3. The appellant was incorporated under the provisions of the Land Groups Incorporation Act 1977 (LGIA) on 1 October 2015. It claims to represent landowners of the area where Portion 4196 is situated.
APPEAL GROUNDS
4. There are 2 grounds of appeal raised by the appellant. They are related, and we summarise them as follows:
Grounds 1 and 2:
The appellant alleges the trial Judge erred when he found that the second respondent had complied with s.52 of the Land Act 1996 (LA) when he, on 3 May 2021, issued the SPL over the state land that was previously held under the CAO. The appellant claims that because the state land was subject to the CAO at the material time, it was not available for tender and therefore the application and granting of the SPL over the land at the material time were in breach of ss.49 and 52 of the LA.
ISSUES
5. The main issue for us to consider is (i) to interpret ss.49 and 52 of the LA, and (ii), determine whether the first, second and third respondents (respondents) breached these provisions when the CAO was revoked and when the SPL was created and issued to DPLLGA on 3 May 2021.
SECTIONS 49 & 52
6. Sections 49 and 52 of the LA read as follows:
PART V. – RESERVATION OF LAND.
49. RESERVATION FROM LEASE OR FURTHER LEASE.
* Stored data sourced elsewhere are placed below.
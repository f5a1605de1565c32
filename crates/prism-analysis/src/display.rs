//! Mapping spectra onto a fixed-width display curve.
//!
//! Pure functions, no drawing: a renderer copies a spectrum out of
//! [`SpectrumState`](crate::SpectrumState), maps it to one value per pixel
//! column with [`render_curve`], and draws bars or a path from the result.
//! Columns are spaced logarithmically in frequency, values are dB mapped onto
//! `0..=1`.

use serde::{Deserialize, Serialize};

/// Highest usable floor. Floors above this, and NaN, are pulled down to it.
pub const MAX_FLOOR_DB: f32 = -1.0;

/// Curve mapping parameters.
#[derive(Debug, Clone, Copy, PartialEq, Serialize, Deserialize)]
#[serde(default)]
pub struct DisplayParams {
    /// Level mapped to 0.0, in dB, at most [`MAX_FLOOR_DB`] (default: -100.0)
    pub floor_db: f32,
    /// Magnitude treated as 0 dB; `None` means `2 * num_bins` (default: None)
    pub reference_scale: Option<f32>,
    /// Lowest bin shown at the left edge (default: 1.0)
    pub min_bin: f32,
    /// Weight of the previous column in the left-to-right smoothing, `0..1` (default: 0.5)
    pub smoothing: f32,
}

impl Default for DisplayParams {
    fn default() -> Self {
        Self {
            floor_db: -100.0,
            reference_scale: None,
            min_bin: 1.0,
            smoothing: 0.5,
        }
    }
}

/// Map `normalized` in `0..=1` onto `min..=max` logarithmically.
pub fn normalized_to_log_range(normalized: f32, min: f32, max: f32) -> f32 {
    let value = (normalized * (max / min).ln()).exp() * min;
    value.clamp(min, max)
}

/// Map one magnitude onto `0..=1`: `floor_db` and below is 0, the reference
/// scale is 1.
pub fn relative_level(magnitude: f32, reference_scale: f32, floor_db: f32) -> f32 {
    let floor_db = floor_db.min(MAX_FLOOR_DB);
    let gain = magnitude / reference_scale;
    let db = if gain > 0.0 {
        (20.0 * gain.log10()).max(floor_db)
    } else {
        floor_db
    };
    (db / -floor_db + 1.0).clamp(0.0, 1.0)
}

/// Fill `out` with one smoothed level per column.
///
/// Each column reads the spectrum at a log-spaced fractional bin and
/// interpolates linearly between neighbours. Does not allocate.
pub fn render_curve(spectrum: &[f32], out: &mut [f32], params: &DisplayParams) {
    let num_bins = spectrum.len();
    if num_bins == 0 {
        out.fill(0.0);
        return;
    }

    let reference = params
        .reference_scale
        .unwrap_or(2.0 * num_bins as f32);
    let level = |bin: usize| relative_level(spectrum[bin], reference, params.floor_db);

    let min_bin = params.min_bin.clamp(1.0, num_bins as f32);
    let smoothing = params.smoothing.clamp(0.0, 1.0);
    let width = out.len();
    let mut previous = level(0);

    for (column, value) in out.iter_mut().enumerate() {
        let position = column as f32 / width as f32;
        let bin_position = normalized_to_log_range(position, min_bin, num_bins as f32);

        let bin = (bin_position.floor() as usize).min(num_bins - 1);
        let next = (bin + 1).min(num_bins - 1);
        let fraction = bin_position - bin as f32;

        let lower = level(bin);
        let upper = level(next);
        let interpolated = lower + fraction.clamp(0.0, 1.0) * (upper - lower);

        previous = smoothing * previous + (1.0 - smoothing) * interpolated;
        *value = previous;
    }
}
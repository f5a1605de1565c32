//! Per-frame transform: window, FFT, magnitudes, ballistics.

use crate::spectrum::SpectrumState;
use crate::window::Window;
use prism_core::WindowKind;
use rustfft::{num_complex::Complex, Fft, FftPlanner};
use std::sync::Arc;

/// Turns assembled frames into magnitude spectra and folds them into the
/// shared [`SpectrumState`].
///
/// Owned by the analysis worker. Frame size, hop and release rate all come
/// from the state it writes into. All buffers are allocated up front, so
/// [`transform`](Self::transform) never allocates.
pub struct SpectrumAnalyzer {
    state: Arc<SpectrumState>,
    window: Window,
    fft: Arc<dyn Fft<f32>>,
    buffer: Vec<Complex<f32>>,
    scratch: Vec<Complex<f32>>,
    magnitudes: Vec<f32>,
    /// Sample rate the current `decay` was computed for.
    sample_rate: f64,
    decay: f32,
}

impl SpectrumAnalyzer {
    pub fn new(window: WindowKind, state: Arc<SpectrumState>) -> Self {
        let fft_size = state.fft_size();
        let fft = FftPlanner::<f32>::new().plan_fft_forward(fft_size);
        let scratch = vec![Complex::new(0.0, 0.0); fft.get_inplace_scratch_len()];

        Self {
            window: Window::new(window, fft_size),
            fft,
            buffer: vec![Complex::new(0.0, 0.0); fft_size],
            scratch,
            magnitudes: vec![0.0; state.num_bins()],
            sample_rate: state.sample_rate(),
            decay: state.decay_rate(),
            state,
        }
    }

    pub fn fft_size(&self) -> usize {
        self.buffer.len()
    }

    /// Per-frame release factor currently in use.
    pub fn decay(&self) -> f32 {
        self.decay
    }

    /// Magnitudes of the most recent frame, before ballistics.
    pub fn magnitudes(&self) -> &[f32] {
        &self.magnitudes
    }

    /// Analyse one frame. `frame` is windowed in place.
    pub fn transform(&mut self, frame: &mut [f32]) {
        debug_assert_eq!(frame.len(), self.buffer.len());
        self.refresh_decay();

        self.window.apply(frame);
        for (bin, &sample) in self.buffer.iter_mut().zip(frame.iter()) {
            *bin = Complex::new(sample, 0.0);
        }
        self.fft.process_with_scratch(&mut self.buffer, &mut self.scratch);

        for (magnitude, bin) in self.magnitudes.iter_mut().zip(&self.buffer) {
            *magnitude = bin.norm();
        }

        self.state.apply_ballistics(&self.magnitudes, self.decay);
    }

    fn refresh_decay(&mut self) {
        let sample_rate = self.state.sample_rate();
        if sample_rate != self.sample_rate {
            self.sample_rate = sample_rate;
            self.decay = self.state.decay_rate();
            tracing::debug!(sample_rate, decay = self.decay, "Recomputed spectrum decay");
        }
    }
}
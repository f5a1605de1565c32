//! Test helpers and fixtures for prism integration tests
//!
//! ## Tolerance Levels
//!
//! Use the appropriate tolerance from [`tolerances`] module:
//! - `FLOAT_EPSILON` (1e-6): Exact operations
//! - `LEVEL_TOLERANCE_DB` (2 dB): Measured bin level vs theory
//! - `BIN_TOLERANCE` (1 bin): Peak location vs tone frequency

#![allow(dead_code)]

pub mod tolerances;

use prism::prelude::*;
use std::time::{Duration, Instant};

/// Default test sample rate (matches common hardware)
pub const TEST_SAMPLE_RATE: f64 = 48000.0;

/// Host block size used when feeding the pipeline
pub const TEST_BLOCK_SIZE: usize = 512;

/// Upper bound on how long a test waits for the worker.
pub const WORKER_TIMEOUT: Duration = Duration::from_secs(10);

/// Surface worker logs in failing tests. Honors `RUST_LOG`.
pub fn init_tracing() {
    let _ = tracing_subscriber::fmt()
        .with_env_filter(tracing_subscriber::EnvFilter::from_default_env())
        .with_test_writer()
        .try_init();
}

/// Create a pipeline with default settings at the test sample rate.
pub fn test_pipeline() -> (SpectrumPipeline, PipelineInput) {
    SpectrumPipeline::builder(TEST_SAMPLE_RATE)
        .build()
        .expect("Failed to create test pipeline")
}

/// Generate a sine wave at `frequency` with peak `amplitude`.
pub fn generate_sine(frequency: f64, amplitude: f32, sample_rate: f64, num_samples: usize) -> Vec<f32> {
    (0..num_samples)
        .map(|i| {
            let t = i as f64 / sample_rate;
            amplitude * (2.0 * std::f64::consts::PI * frequency * t).sin() as f32
        })
        .collect()
}

/// Generate silence (zero samples).
pub fn generate_silence(num_samples: usize) -> Vec<f32> {
    vec![0.0; num_samples]
}

/// Duplicate a mono signal into interleaved stereo.
pub fn to_stereo(mono: &[f32]) -> Vec<f32> {
    mono.iter().flat_map(|&s| [s, s]).collect()
}

/// Push `mono` in host-sized blocks, waiting whenever the FIFO is half full
/// so the worker never falls behind far enough to overrun.
pub fn feed_paced(pipeline: &SpectrumPipeline, input: &mut PipelineInput, mono: &[f32]) {
    let high_water = pipeline.config().ring_capacity / 2;
    for block in mono.chunks(TEST_BLOCK_SIZE) {
        let deadline = Instant::now() + WORKER_TIMEOUT;
        while pipeline.buffered() > high_water && Instant::now() < deadline {
            std::thread::sleep(Duration::from_millis(1));
        }
        input.push_mono(block);
    }
}

/// Frames a worker produces from `samples` pushed into a fresh pipeline
/// with hop equal to the frame size.
pub fn expected_frames(samples: usize, fft_size: usize) -> u64 {
    if samples <= fft_size {
        0
    } else {
        ((samples - 1) / fft_size) as u64
    }
}

/// Wait until the worker has analysed `frames` frames in total.
pub fn wait_for_frames(pipeline: &SpectrumPipeline, frames: u64) -> bool {
    let deadline = Instant::now() + WORKER_TIMEOUT;
    while Instant::now() < deadline {
        if pipeline.spectrum().frames_analyzed() >= frames {
            return true;
        }
        std::thread::sleep(Duration::from_millis(1));
    }
    false
}

/// Wait until the worker has drained the FIFO.
pub fn wait_for_drain(pipeline: &SpectrumPipeline) -> bool {
    let deadline = Instant::now() + WORKER_TIMEOUT;
    while Instant::now() < deadline {
        if pipeline.buffered() == 0 {
            return true;
        }
        std::thread::sleep(Duration::from_millis(1));
    }
    false
}

/// Index of the largest value.
pub fn argmax(values: &[f32]) -> usize {
    values
        .iter()
        .enumerate()
        .fold((0, f32::MIN), |best, (i, &v)| if v > best.1 { (i, v) } else { best })
        .0
}

pub fn to_db(magnitude: f32) -> f32 {
    20.0 * magnitude.max(1e-12).log10()
}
The Minister may, by notice in the National Gazette, reserve from lease or further lease–
(a) Government land; or
(b) land that is the subject of a State lease,
that he considers is or may be required for a purpose specified in the notice.
......
52. SPECIAL PURPOSES LEASE TO BE GRANTED OVER RESERVED LAND.
Where Government land is reserved from lease, the land shall not be granted on application or tender, and a special purposes lease over the land shall be issued and registered in the name of the Independent State of Papua New Guinea.
COMMON GROUND
7. At the hearing, what was apparent to us which was not disputed are the following facts. The land where Portion 1496 is situated is state land. It was acquired prior to independence or before 1975. The appellant or the landowners it claims to represent also complained in OS 97 that the land had been unlawfully acquired by the State prior to independence. However, the primary challenge in OS 97 did not concern how Portion 1496 had been unlawfully acquired by the State in the first place from the purported landowners of the area with the aim to overturn or reclaim back the said land. The main purpose of OS 97 was to overturn the grant of the SPL and allow the land to revert to state land presumably under its earlier status as Portion 541 under the CAO.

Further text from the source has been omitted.